==== MATERIALS PROVIDED ====

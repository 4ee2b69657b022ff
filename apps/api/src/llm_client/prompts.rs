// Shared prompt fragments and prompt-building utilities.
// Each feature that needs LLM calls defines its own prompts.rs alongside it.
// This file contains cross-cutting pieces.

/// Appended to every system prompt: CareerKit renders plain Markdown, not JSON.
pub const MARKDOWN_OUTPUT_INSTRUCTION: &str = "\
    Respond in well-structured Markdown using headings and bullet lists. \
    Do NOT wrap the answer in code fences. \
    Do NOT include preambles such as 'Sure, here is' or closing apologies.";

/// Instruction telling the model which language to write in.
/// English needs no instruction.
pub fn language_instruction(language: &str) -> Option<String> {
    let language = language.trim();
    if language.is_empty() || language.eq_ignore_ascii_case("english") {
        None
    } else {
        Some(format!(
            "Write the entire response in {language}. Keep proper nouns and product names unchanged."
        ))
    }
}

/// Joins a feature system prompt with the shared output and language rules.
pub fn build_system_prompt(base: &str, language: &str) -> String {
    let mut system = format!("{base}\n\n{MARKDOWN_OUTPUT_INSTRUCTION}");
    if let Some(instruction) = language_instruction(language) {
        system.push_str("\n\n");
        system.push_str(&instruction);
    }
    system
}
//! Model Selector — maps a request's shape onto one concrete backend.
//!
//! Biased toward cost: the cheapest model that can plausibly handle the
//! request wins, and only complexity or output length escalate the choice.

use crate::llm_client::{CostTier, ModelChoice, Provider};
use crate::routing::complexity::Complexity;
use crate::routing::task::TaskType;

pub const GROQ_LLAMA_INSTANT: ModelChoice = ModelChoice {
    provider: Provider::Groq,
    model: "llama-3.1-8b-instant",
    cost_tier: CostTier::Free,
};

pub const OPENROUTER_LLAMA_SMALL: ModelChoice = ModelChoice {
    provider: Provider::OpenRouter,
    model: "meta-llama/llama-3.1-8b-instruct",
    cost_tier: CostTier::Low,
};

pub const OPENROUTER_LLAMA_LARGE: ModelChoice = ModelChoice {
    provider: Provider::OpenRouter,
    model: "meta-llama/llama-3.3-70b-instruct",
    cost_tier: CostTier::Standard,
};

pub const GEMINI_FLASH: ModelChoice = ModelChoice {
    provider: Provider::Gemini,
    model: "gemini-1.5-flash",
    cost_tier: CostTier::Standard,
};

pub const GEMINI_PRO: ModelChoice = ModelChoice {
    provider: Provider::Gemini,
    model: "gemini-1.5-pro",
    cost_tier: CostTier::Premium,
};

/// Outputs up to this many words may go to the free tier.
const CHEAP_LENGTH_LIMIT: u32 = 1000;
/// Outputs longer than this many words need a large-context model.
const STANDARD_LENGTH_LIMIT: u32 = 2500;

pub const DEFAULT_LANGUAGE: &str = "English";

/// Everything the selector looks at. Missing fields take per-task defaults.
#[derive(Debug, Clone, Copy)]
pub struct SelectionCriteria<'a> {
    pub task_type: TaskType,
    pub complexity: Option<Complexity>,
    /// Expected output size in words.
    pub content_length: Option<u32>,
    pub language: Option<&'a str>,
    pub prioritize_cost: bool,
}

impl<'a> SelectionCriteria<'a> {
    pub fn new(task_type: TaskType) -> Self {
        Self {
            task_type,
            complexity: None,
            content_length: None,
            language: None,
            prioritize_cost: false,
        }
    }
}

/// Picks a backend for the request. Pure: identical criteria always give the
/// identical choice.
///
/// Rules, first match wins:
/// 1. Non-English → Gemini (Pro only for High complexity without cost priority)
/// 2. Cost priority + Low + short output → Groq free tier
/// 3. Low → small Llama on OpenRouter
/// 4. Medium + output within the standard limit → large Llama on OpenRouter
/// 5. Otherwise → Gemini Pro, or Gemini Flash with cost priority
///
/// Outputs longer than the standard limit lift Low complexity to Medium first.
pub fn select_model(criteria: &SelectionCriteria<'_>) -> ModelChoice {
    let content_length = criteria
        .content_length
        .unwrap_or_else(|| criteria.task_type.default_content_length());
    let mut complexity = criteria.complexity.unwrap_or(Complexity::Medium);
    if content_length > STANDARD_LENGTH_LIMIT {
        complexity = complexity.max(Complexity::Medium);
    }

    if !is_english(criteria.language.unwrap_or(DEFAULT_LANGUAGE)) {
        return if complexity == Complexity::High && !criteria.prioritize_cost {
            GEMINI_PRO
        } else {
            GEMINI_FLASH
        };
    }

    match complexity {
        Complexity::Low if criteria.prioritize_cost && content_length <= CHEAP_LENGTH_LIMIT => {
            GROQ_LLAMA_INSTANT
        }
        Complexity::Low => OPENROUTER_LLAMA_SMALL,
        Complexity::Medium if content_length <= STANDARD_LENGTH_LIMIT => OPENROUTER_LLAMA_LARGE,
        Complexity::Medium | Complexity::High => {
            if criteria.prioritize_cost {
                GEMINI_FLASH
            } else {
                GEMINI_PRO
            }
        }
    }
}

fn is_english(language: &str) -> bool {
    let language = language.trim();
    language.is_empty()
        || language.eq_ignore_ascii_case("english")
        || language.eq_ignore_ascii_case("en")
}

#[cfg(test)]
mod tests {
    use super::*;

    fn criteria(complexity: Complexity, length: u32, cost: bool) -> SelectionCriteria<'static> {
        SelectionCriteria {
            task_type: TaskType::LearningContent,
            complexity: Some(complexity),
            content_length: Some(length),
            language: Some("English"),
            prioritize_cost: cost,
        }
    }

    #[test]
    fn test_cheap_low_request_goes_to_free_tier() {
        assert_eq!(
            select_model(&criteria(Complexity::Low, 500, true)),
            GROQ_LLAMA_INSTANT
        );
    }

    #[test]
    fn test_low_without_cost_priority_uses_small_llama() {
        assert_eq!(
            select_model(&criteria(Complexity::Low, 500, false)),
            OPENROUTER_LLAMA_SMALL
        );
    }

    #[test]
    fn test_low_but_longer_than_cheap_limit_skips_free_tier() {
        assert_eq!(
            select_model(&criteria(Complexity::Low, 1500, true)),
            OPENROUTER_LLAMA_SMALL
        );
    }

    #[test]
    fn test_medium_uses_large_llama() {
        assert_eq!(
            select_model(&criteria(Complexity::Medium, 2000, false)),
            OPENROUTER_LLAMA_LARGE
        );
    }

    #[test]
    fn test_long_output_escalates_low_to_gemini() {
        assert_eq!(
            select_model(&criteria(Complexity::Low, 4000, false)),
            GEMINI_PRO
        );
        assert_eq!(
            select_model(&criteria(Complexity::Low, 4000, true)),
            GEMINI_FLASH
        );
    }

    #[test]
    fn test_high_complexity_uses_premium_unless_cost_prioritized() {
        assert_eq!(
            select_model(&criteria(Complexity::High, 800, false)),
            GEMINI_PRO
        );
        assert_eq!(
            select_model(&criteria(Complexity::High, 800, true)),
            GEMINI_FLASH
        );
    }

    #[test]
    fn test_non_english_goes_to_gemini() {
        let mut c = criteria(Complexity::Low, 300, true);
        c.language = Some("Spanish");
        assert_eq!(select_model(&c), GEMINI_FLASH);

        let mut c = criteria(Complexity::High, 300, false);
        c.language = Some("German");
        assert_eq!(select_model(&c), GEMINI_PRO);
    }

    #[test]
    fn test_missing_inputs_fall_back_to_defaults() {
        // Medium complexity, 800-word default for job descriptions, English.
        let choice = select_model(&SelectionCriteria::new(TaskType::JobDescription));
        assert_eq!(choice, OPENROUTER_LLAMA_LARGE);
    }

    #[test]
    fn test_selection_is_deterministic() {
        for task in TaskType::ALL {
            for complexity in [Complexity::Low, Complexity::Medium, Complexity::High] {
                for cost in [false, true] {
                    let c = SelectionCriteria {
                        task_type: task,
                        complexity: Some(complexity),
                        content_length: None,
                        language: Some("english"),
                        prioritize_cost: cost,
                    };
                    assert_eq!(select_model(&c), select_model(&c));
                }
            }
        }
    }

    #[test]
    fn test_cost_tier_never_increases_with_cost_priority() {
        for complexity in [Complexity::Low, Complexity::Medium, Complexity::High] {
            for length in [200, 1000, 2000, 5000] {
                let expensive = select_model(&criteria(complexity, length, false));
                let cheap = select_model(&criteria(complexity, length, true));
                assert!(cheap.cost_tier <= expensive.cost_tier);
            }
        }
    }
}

====

[DESCRIPTION OF THE TASK]: Restate, word for word and with nothing added, the lines from the beginning of the records above through the line that contains "contains cross-cutting pieces.".

[ANSWER BOX]:
repository 4ee2b69657b022ff
filename apps/api/src/llm_client/prompts.rs
// Shared prompt fragments and prompt-building utilities.
// Each feature that needs LLM calls defines its own prompts.rs alongside it.
// This file contains cross-cutting pieces.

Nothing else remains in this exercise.